What the task requires >>
Copy every line that holds the string "collect" from the data below.

Task inputs >>
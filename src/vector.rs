// Copyright 2025 Google LLC
//
// Licensed under the Apache License, Version 2.0 <LICENSE-APACHE or
// https://www.apache.org/licenses/LICENSE-2.0> or the MIT license
// <LICENSE-MIT or https://opensource.org/licenses/MIT>, at your
// option. This file may not be copied, modified, or distributed
// except according to those terms.

//! An immutable vector of `f64`.

use crate::adder::add;
use crate::error::Result;
use std::ops::{Deref, Index};

/// An immutable, fixed-length sequence of `f64` stored contiguously.
///
/// Equality follows IEEE-754 (`NaN != NaN`); use [`bit_eq()`](Self::bit_eq)
/// to compare bit patterns instead.
///
/// ```
/// # use parvec::NumericVector;
/// let a = NumericVector::from(vec![1.0, 2.0]);
/// let b: NumericVector = [0.5, f64::INFINITY].into_iter().collect();
/// let sum = a.try_add(&b).unwrap();
/// assert_eq!(sum.as_slice(), &[1.5, f64::INFINITY]);
/// ```
#[derive(Clone, Debug, Default, PartialEq)]
pub struct NumericVector {
    data: Box<[f64]>,
}

impl NumericVector {
    /// Returns the number of elements.
    pub fn len(&self) -> usize {
        self.data.len()
    }

    /// Returns true if there are no elements.
    pub fn is_empty(&self) -> bool {
        self.data.is_empty()
    }

    /// Returns the elements as a slice.
    pub fn as_slice(&self) -> &[f64] {
        &self.data
    }

    /// Iterates over the elements.
    pub fn iter(&self) -> std::slice::Iter<'_, f64> {
        self.data.iter()
    }

    /// Adds two vectors element-wise on the calling thread.
    ///
    /// Returns [`Error::LengthMismatch`](crate::Error::LengthMismatch) if the
    /// lengths differ.
    pub fn try_add(&self, other: &NumericVector) -> Result<NumericVector> {
        add(self, other)
    }

    /// Returns true if both vectors have the same length and their elements
    /// have the same bit patterns.
    pub fn bit_eq(&self, other: &NumericVector) -> bool {
        self.len() == other.len()
            && self
                .iter()
                .zip(other.iter())
                .all(|(a, b)| a.to_bits() == b.to_bits())
    }

    /// Returns the underlying elements.
    pub fn into_vec(self) -> Vec<f64> {
        self.data.into_vec()
    }

    /// Returns the underlying elements.
    pub fn into_boxed_slice(self) -> Box<[f64]> {
        self.data
    }
}

impl From<Vec<f64>> for NumericVector {
    fn from(data: Vec<f64>) -> Self {
        Self {
            data: data.into_boxed_slice(),
        }
    }
}

impl From<Box<[f64]>> for NumericVector {
    fn from(data: Box<[f64]>) -> Self {
        Self { data }
    }
}

impl From<&[f64]> for NumericVector {
    fn from(data: &[f64]) -> Self {
        Self { data: data.into() }
    }
}

impl<const N: usize> From<[f64; N]> for NumericVector {
    fn from(data: [f64; N]) -> Self {
        Self {
            data: Box::new(data),
        }
    }
}

impl From<NumericVector> for Vec<f64> {
    fn from(vector: NumericVector) -> Self {
        vector.into_vec()
    }
}

impl FromIterator<f64> for NumericVector {
    fn from_iter<I: IntoIterator<Item = f64>>(iter: I) -> Self {
        Self {
            data: iter.into_iter().collect(),
        }
    }
}

impl Deref for NumericVector {
    type Target = [f64];

    fn deref(&self) -> &[f64] {
        &self.data
    }
}

impl AsRef<[f64]> for NumericVector {
    fn as_ref(&self) -> &[f64] {
        &self.data
    }
}

impl Index<usize> for NumericVector {
    type Output = f64;

    fn index(&self, index: usize) -> &f64 {
        &self.data[index]
    }
}

impl<'a> IntoIterator for &'a NumericVector {
    type Item = &'a f64;
    type IntoIter = std::slice::Iter<'a, f64>;

    fn into_iter(self) -> Self::IntoIter {
        self.data.iter()
    }
}

#[cfg(test)]
mod test {
    use super::*;
    use crate::Error;

    #[test]
    fn test_conversions_preserve_elements() {
        let expected = [1.0, -2.5, f64::MAX];
        for vector in [
            NumericVector::from(expected.to_vec()),
            NumericVector::from(&expected[..]),
            NumericVector::from(expected),
            NumericVector::from(Box::<[f64]>::from(&expected[..])),
            expected.iter().copied().collect(),
        ] {
            assert_eq!(vector.len(), 3);
            assert_eq!(vector.as_slice(), &expected);
            assert_eq!(vector[1], -2.5);
            assert_eq!(Vec::from(vector), expected.to_vec());
        }
    }

    #[test]
    fn test_default_is_empty() {
        let vector = NumericVector::default();
        assert!(vector.is_empty());
        assert_eq!(vector.iter().count(), 0);
    }

    #[test]
    fn test_bit_eq_distinguishes_nan_equality() {
        let a = NumericVector::from(vec![f64::NAN, 0.0]);
        let b = NumericVector::from(vec![f64::NAN, 0.0]);
        assert_ne!(a, b);
        assert!(a.bit_eq(&b));

        // +0.0 == -0.0 under IEEE-754, but the bit patterns differ.
        let c = NumericVector::from(vec![f64::NAN, -0.0]);
        assert!(!a.bit_eq(&c));
        assert!(!a.bit_eq(&NumericVector::from(vec![f64::NAN])));
    }

    #[test]
    fn test_try_add() {
        let a = NumericVector::from(vec![1.0, 2.0, 3.0]);
        let b = NumericVector::from(vec![10.0, 20.0, 30.0]);
        assert_eq!(a.try_add(&b).unwrap().as_slice(), &[11.0, 22.0, 33.0]);

        let short = NumericVector::from(vec![1.0]);
        assert_eq!(
            a.try_add(&short),
            Err(Error::LengthMismatch { left: 3, right: 1 })
        );
    }

    #[test]
    fn test_try_add_leaves_inputs_untouched() {
        let a = NumericVector::from(vec![0.1, 0.2]);
        let b = NumericVector::from(vec![0.3, 0.4]);
        let (a_before, b_before) = (a.clone(), b.clone());
        let _ = a.try_add(&b).unwrap();
        assert!(a.bit_eq(&a_before));
        assert!(b.bit_eq(&b_before));
    }
}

Answer space >>
/// let b: NumericVector = [0.5, f64::INFINITY].into_iter().collect();
            data: iter.into_iter().collect(),
            expected.iter().copied().collect(),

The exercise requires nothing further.